DIRECTIONS FOR THIS TASK:
When a line of the entries contains the word "cases", report that line.

=== INFORMATION SHOWN ===

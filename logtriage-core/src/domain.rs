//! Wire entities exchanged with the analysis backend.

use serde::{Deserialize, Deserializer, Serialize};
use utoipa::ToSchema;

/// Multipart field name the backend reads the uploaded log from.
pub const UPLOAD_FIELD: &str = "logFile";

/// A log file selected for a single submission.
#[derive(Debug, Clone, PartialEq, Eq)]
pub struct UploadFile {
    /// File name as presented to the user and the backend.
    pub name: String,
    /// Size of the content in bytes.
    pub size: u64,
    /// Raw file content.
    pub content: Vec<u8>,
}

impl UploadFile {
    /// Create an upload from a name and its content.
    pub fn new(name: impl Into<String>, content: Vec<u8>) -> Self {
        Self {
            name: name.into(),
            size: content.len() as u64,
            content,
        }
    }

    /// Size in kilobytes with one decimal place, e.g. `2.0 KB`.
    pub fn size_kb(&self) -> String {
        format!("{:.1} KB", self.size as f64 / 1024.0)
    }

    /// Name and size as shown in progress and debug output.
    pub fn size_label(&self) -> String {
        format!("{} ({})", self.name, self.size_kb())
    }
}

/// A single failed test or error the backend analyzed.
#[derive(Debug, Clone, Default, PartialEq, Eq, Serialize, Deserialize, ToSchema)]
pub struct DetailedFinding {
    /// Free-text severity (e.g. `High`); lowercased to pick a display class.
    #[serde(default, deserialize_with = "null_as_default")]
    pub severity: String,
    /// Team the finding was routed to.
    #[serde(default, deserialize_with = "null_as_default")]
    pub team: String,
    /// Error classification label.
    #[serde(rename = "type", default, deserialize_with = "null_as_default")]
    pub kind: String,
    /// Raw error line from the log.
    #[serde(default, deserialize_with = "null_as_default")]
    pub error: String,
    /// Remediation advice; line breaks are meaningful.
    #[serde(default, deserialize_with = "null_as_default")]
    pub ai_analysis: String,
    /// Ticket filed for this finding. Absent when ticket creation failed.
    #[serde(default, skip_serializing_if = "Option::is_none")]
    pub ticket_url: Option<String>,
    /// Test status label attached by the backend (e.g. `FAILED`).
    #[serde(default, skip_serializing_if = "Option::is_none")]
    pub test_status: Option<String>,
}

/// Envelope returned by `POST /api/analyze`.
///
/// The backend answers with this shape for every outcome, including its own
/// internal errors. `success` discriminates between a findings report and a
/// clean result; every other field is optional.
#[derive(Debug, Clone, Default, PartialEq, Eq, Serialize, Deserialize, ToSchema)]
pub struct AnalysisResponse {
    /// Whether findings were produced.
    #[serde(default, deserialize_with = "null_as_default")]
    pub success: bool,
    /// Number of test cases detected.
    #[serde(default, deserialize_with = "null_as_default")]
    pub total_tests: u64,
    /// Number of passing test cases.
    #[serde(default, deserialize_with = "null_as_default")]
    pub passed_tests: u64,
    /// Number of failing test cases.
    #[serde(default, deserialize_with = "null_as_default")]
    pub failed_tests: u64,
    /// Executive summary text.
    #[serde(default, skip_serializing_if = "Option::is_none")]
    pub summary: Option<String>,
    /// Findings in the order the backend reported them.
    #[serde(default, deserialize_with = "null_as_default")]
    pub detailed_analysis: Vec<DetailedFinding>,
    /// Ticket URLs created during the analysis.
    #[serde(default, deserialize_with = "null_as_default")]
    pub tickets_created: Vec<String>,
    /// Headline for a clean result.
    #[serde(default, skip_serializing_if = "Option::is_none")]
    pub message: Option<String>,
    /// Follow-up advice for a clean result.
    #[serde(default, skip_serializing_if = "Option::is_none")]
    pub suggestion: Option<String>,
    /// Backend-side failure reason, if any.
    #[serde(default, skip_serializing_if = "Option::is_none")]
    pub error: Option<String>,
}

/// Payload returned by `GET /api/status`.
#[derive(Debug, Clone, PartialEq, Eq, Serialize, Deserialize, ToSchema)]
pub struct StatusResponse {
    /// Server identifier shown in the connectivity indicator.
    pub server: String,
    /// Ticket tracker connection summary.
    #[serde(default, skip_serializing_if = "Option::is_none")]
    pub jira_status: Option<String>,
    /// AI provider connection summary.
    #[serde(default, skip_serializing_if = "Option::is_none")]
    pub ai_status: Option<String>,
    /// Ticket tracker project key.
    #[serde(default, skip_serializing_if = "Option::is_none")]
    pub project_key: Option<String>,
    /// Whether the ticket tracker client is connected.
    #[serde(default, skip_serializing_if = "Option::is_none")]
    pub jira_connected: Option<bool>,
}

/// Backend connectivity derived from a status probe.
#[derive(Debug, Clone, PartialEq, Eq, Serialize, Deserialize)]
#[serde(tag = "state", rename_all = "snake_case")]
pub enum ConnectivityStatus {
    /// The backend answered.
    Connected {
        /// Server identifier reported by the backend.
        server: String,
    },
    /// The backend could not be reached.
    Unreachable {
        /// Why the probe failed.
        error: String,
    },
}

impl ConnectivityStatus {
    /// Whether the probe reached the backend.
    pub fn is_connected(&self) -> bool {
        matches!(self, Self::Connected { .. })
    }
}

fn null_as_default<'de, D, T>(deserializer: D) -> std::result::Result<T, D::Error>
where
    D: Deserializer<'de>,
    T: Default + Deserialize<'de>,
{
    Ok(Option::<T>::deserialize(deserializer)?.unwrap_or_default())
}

===

EXPECTED ANSWER:
    /// Number of test cases detected.
    /// Number of passing test cases.
    /// Number of failing test cases.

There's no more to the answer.